* Your assignment
Wherever the string "description" shows up in the records below, return that line.

* The data

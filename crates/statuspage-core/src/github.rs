use crate::error::{Result, StatusPageError};
use crate::models::{ContentFile, GitRef, Issue, IssueComment, Label, Repository, User};
use base64::Engine as _;
use chrono::{DateTime, Utc};
use reqwest::blocking::{Client, RequestBuilder, Response};
use reqwest::header::{self, HeaderMap, HeaderValue};
use reqwest::Url;
use serde::de::DeserializeOwned;
use serde_json::json;
use std::time::Duration;

pub const DEFAULT_API_URL: &str = "https://api.github.com";
pub const PAGES_BRANCH: &str = "gh-pages";

const PER_PAGE: usize = 100;
const REQUEST_TIMEOUT: Duration = Duration::from_secs(30);

// ---------------------------------------------------------------------------
// GithubClient
// ---------------------------------------------------------------------------

/// Blocking GitHub REST client. Every failed request is returned as an error;
/// nothing is retried.
#[derive(Clone)]
pub struct GithubClient {
    http: Client,
    base: Url,
}

impl GithubClient {
    pub fn new(api_url: &str, token: &str) -> Result<Self> {
        let token = token.trim();
        if token.is_empty() {
            return Err(StatusPageError::InvalidToken);
        }

        let mut headers = HeaderMap::new();
        headers.insert(
            header::USER_AGENT,
            HeaderValue::from_static(concat!("statuspage/", env!("CARGO_PKG_VERSION"))),
        );
        headers.insert(
            header::ACCEPT,
            HeaderValue::from_static("application/vnd.github+json"),
        );
        headers.insert(
            "x-github-api-version",
            HeaderValue::from_static("2022-11-28"),
        );
        let mut auth = HeaderValue::from_str(&format!("Bearer {token}"))
            .map_err(|_| StatusPageError::InvalidToken)?;
        auth.set_sensitive(true);
        headers.insert(header::AUTHORIZATION, auth);

        let http = Client::builder()
            .default_headers(headers)
            .timeout(REQUEST_TIMEOUT)
            .build()?;

        let base = Url::parse(api_url.trim_end_matches('/'))
            .map_err(|e| StatusPageError::InvalidApiUrl(format!("{api_url}: {e}")))?;
        if base.cannot_be_a_base() {
            return Err(StatusPageError::InvalidApiUrl(api_url.to_string()));
        }

        Ok(Self { http, base })
    }

    pub fn repo(&self, owner: impl Into<String>, name: impl Into<String>) -> RepoClient<'_> {
        RepoClient {
            client: self,
            owner: owner.into(),
            name: name.into(),
        }
    }

    pub fn authenticated_user(&self) -> Result<User> {
        let url = self.url(&["user"]);
        self.json("get authenticated user", self.http.get(url))
    }

    /// Create a repository for the authenticated user, or under `org`.
    pub fn create_repo(
        &self,
        org: Option<&str>,
        name: &str,
        description: &str,
        private: bool,
    ) -> Result<Repository> {
        let url = match org {
            Some(org) => self.url(&["orgs", org, "repos"]),
            None => self.url(&["user", "repos"]),
        };
        let payload = json!({
            "name": name,
            "description": description,
            "private": private,
        });
        tracing::info!(repo = name, private, "creating repository");
        self.json("create repository", self.http.post(url).json(&payload))
    }

    fn url(&self, segments: &[&str]) -> Url {
        let mut url = self.base.clone();
        // `new` rejects cannot-be-a-base URLs, so this always succeeds.
        if let Ok(mut path) = url.path_segments_mut() {
            path.pop_if_empty().extend(segments);
        }
        url
    }

    fn send(&self, context: &str, request: RequestBuilder) -> Result<Response> {
        let response = request.send()?;
        let status = response.status();
        tracing::debug!(status = status.as_u16(), "{context}");
        if status.is_success() {
            return Ok(response);
        }
        let body = response.text().unwrap_or_default();
        Err(StatusPageError::Api {
            status: status.as_u16(),
            context: context.to_string(),
            message: error_message(&body),
        })
    }

    fn json<T: DeserializeOwned>(&self, context: &str, request: RequestBuilder) -> Result<T> {
        let response = self.send(context, request)?;
        let bytes = response.bytes()?;
        Ok(serde_json::from_slice(&bytes)?)
    }

    /// Follow `page=` until a page comes back with fewer than `PER_PAGE` rows.
    fn paginate<T: DeserializeOwned>(
        &self,
        context: &str,
        url: Url,
        query: &[(&str, String)],
    ) -> Result<Vec<T>> {
        let mut rows = Vec::new();
        let mut page = 1_u32;
        loop {
            let request = self
                .http
                .get(url.clone())
                .query(query)
                .query(&[("per_page", PER_PAGE.to_string()), ("page", page.to_string())]);
            let chunk: Vec<T> = self.json(context, request)?;
            let len = chunk.len();
            rows.extend(chunk);
            if len < PER_PAGE {
                break;
            }
            page = page.saturating_add(1);
        }
        Ok(rows)
    }
}

/// Pull `message` out of a GitHub error body, falling back to the raw text.
fn error_message(body: &str) -> String {
    serde_json::from_str::<serde_json::Value>(body)
        .ok()
        .and_then(|v| v.get("message").and_then(|m| m.as_str()).map(str::to_string))
        .unwrap_or_else(|| body.chars().take(200).collect())
}

// ---------------------------------------------------------------------------
// RepoClient
// ---------------------------------------------------------------------------

/// Requests scoped to one repository.
pub struct RepoClient<'a> {
    client: &'a GithubClient,
    owner: String,
    name: String,
}

impl RepoClient<'_> {
    pub fn owner(&self) -> &str {
        &self.owner
    }

    pub fn name(&self) -> &str {
        &self.name
    }

    fn url(&self, segments: &[&str]) -> Url {
        let mut all = vec!["repos", self.owner.as_str(), self.name.as_str()];
        all.extend_from_slice(segments);
        self.client.url(&all)
    }

    pub fn labels(&self) -> Result<Vec<Label>> {
        self.client.paginate("list labels", self.url(&["labels"]), &[])
    }

    pub fn create_label(&self, name: &str, color: &str) -> Result<Label> {
        let payload = json!({ "name": name, "color": color });
        tracing::info!(label = name, color, "creating label");
        self.client.json(
            "create label",
            self.client.http.post(self.url(&["labels"])).json(&payload),
        )
    }

    pub fn delete_label(&self, name: &str) -> Result<()> {
        tracing::info!(label = name, "deleting label");
        self.client.send(
            "delete label",
            self.client.http.delete(self.url(&["labels", name])),
        )?;
        Ok(())
    }

    /// Issues in any state updated at or after `since`. Pull requests, which
    /// the issues endpoint also returns, are dropped.
    pub fn issues_since(&self, since: DateTime<Utc>) -> Result<Vec<Issue>> {
        let query = [
            ("state", "all".to_string()),
            ("since", since.to_rfc3339()),
        ];
        let issues: Vec<Issue> = self
            .client
            .paginate("list issues", self.url(&["issues"]), &query)?;
        Ok(issues
            .into_iter()
            .filter(|i| i.pull_request.is_none())
            .collect())
    }

    pub fn issue_comments(&self, number: u64) -> Result<Vec<IssueComment>> {
        let number = number.to_string();
        self.client.paginate(
            "list issue comments",
            self.url(&["issues", &number, "comments"]),
            &[],
        )
    }

    pub fn collaborators(&self) -> Result<Vec<User>> {
        self.client
            .paginate("list collaborators", self.url(&["collaborators"]), &[])
    }

    /// Head commit sha of `branch`.
    pub fn branch_sha(&self, branch: &str) -> Result<String> {
        let url = self.url(&["git", "ref", "heads", branch]);
        match self
            .client
            .json::<GitRef>("get branch ref", self.client.http.get(url))
        {
            Ok(git_ref) => Ok(git_ref.object.sha),
            Err(e) if e.is_not_found() => Err(StatusPageError::MissingBranch(branch.to_string())),
            Err(e) => Err(e),
        }
    }

    pub fn create_branch(&self, branch: &str, sha: &str) -> Result<()> {
        let payload = json!({ "ref": format!("refs/heads/{branch}"), "sha": sha });
        tracing::info!(branch, sha, "creating branch");
        self.client.send(
            "create branch",
            self.client.http.post(self.url(&["git", "refs"])).json(&payload),
        )?;
        Ok(())
    }

    pub fn set_default_branch(&self, branch: &str) -> Result<()> {
        let payload = json!({ "name": self.name, "default_branch": branch });
        self.client.send(
            "set default branch",
            self.client.http.patch(self.url(&[])).json(&payload),
        )?;
        Ok(())
    }

    /// Fetch a file at `git_ref` (branch name or commit sha). A missing file
    /// is `Ok(None)`.
    pub fn file(&self, path: &str, git_ref: &str) -> Result<Option<RepoFile>> {
        let mut segments = vec!["contents"];
        segments.extend(path.trim_start_matches('/').split('/'));
        let request = self
            .client
            .http
            .get(self.url(&segments))
            .query(&[("ref", git_ref)]);
        let file: ContentFile = match self.client.json("get file contents", request) {
            Ok(file) => file,
            Err(e) if e.is_not_found() => return Ok(None),
            Err(e) => return Err(e),
        };
        Ok(Some(RepoFile::decode(file)?))
    }

    /// Create (`sha == None`) or update a file on `branch` in one commit.
    pub fn put_file(
        &self,
        path: &str,
        content: &str,
        message: &str,
        branch: Option<&str>,
        sha: Option<&str>,
    ) -> Result<()> {
        let mut payload = json!({
            "message": message,
            "content": base64::engine::general_purpose::STANDARD.encode(content),
        });
        if let Some(branch) = branch {
            payload["branch"] = json!(branch);
        }
        if let Some(sha) = sha {
            payload["sha"] = json!(sha);
        }
        let mut segments = vec!["contents"];
        segments.extend(path.trim_start_matches('/').split('/'));
        tracing::info!(path, ?branch, update = sha.is_some(), "writing file");
        self.client.send(
            "write file contents",
            self.client.http.put(self.url(&segments)).json(&payload),
        )?;
        Ok(())
    }
}

// ---------------------------------------------------------------------------
// RepoFile
// ---------------------------------------------------------------------------

/// A decoded file from the contents API.
#[derive(Debug, Clone, PartialEq, Eq)]
pub struct RepoFile {
    pub path: String,
    /// Blob sha, required to update the file.
    pub sha: String,
    pub content: String,
}

impl RepoFile {
    fn decode(file: ContentFile) -> Result<Self> {
        let content = match file.encoding.as_deref() {
            Some("base64") | None => {
                // The API wraps base64 payloads at 60 columns.
                let packed: String = file.content.split_whitespace().collect();
                let bytes = base64::engine::general_purpose::STANDARD.decode(packed)?;
                String::from_utf8(bytes)?
            }
            Some(_) => file.content,
        };
        Ok(Self {
            path: file.path,
            sha: file.sha,
            content,
        })
    }
}

// ---------------------------------------------------------------------------
// Tests
// ---------------------------------------------------------------------------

* Output for this exercise
        description: &str,
            "description": description,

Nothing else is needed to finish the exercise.